Couldn't be anything else. Of course they wouldn't travel north and march into the front room of a terraced home and then talk matters of National Security. All that would be in London, and there was no way of finding out more about what was asked of him without getting on the train to the big city. And the more they tell you the harder they'll make it for you to escape. Step onto that train, Johnny, and you're in, the clock hands will turn back . . . and they're
asking for you,
all nice and polite and they're asking for you. Sent these men up to this Godforsaken town on a Saturday morning because it's Johnny Donoghue they want, because Monday's too late for them.
What to do, Johnny?
He sat a long time and the quiet burrowed through the room. He'd been kicked bloody hard in the teeth by the establishment. But now they wanted him back. They wanted the man from Cherry Road.
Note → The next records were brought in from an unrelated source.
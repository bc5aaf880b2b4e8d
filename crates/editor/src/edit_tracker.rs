use mapping_protocol::CandidateKind;
use serde::{Deserialize, Serialize};
use std::collections::BTreeSet;

/// A form that may hold unsaved edits.
#[derive(Debug, Clone, PartialEq, Eq, Hash, PartialOrd, Ord, Serialize, Deserialize)]
#[serde(rename_all = "camelCase")]
pub enum EditKey {
    Rule(String),
    /// The create-rule form or the suggestion panel.
    NewRule,
}

impl EditKey {
    pub fn rule(id: impl Into<String>) -> Self {
        EditKey::Rule(id.into())
    }
}

/// An action held back until the user decides about unsaved edits.
#[derive(Debug, Clone, PartialEq, Eq, Serialize, Deserialize)]
#[serde(rename_all = "camelCase")]
pub enum PendingIntent {
    Navigate(String),
    ToggleAll { expanded: bool },
    ShowSuggestions,
    CreateRule(CandidateKind),
    Reload,
}

impl PendingIntent {
    /// Expanding rows never drops an open form.
    pub fn discards_edits(&self) -> bool {
        !matches!(self, PendingIntent::ToggleAll { expanded: true })
    }
}

#[derive(Debug, Clone, PartialEq, Eq)]
pub enum Gate {
    Proceed(PendingIntent),
    Deferred,
}

/// Open edit forms plus the one action waiting for a discard decision.
#[derive(Debug, Default, Clone)]
pub struct EditTracker {
    editing: BTreeSet<EditKey>,
    pending: Option<PendingIntent>,
}

impl EditTracker {
    pub fn new() -> Self {
        Self::default()
    }

    /// Returns false if the form was already open.
    pub fn open(&mut self, key: EditKey) -> bool {
        self.editing.insert(key)
    }

    pub fn close(&mut self, key: &EditKey) -> bool {
        self.editing.remove(key)
    }

    pub fn discard_all(&mut self) {
        self.editing.clear();
    }

    pub fn is_editing(&self, key: &EditKey) -> bool {
        self.editing.contains(key)
    }

    pub fn is_clean(&self) -> bool {
        self.editing.is_empty()
    }

    pub fn editing(&self) -> impl Iterator<Item = &EditKey> {
        self.editing.iter()
    }

    pub fn pending(&self) -> Option<&PendingIntent> {
        self.pending.as_ref()
    }

    /// Lets `intent` through when nothing would be lost, else parks it.
    /// A newer request replaces an older parked one.
    pub fn request(&mut self, intent: PendingIntent) -> Gate {
        if self.is_clean() || !intent.discards_edits() {
            return Gate::Proceed(intent);
        }
        log::debug!("Deferring {intent:?}, {} form(s) open", self.editing.len());
        self.pending = Some(intent);
        Gate::Deferred
    }

    /// Drops all edits and hands back the parked intent.
    pub fn confirm(&mut self) -> Option<PendingIntent> {
        let intent = self.pending.take()?;
        self.editing.clear();
        Some(intent)
    }

    pub fn cancel(&mut self) {
        self.pending = None;
    }
}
He'd never live with himself if they walked back to the station empty-handed.
Johnny smiled, open and wide, the trace of a laugh.
'If I'm to go to London I'd better finish shaving,' he said.
The door was closed on the messenger and Doctor Otto Guttmann carried the suitcase back through the hall of the flat and into the small, pinched living room. He placed it on the floor, in the centre of the carpet and stood quite still and gazed down at the black leatherette case. He saw on its handle the baggage tag for Geneva, and attached by string was a cardboard label that carried the name and address written in a familiar and beloved hand. He looked up then at the plain wooden cross hung from the wall, contemplated it, as if it were a guarantor of strength.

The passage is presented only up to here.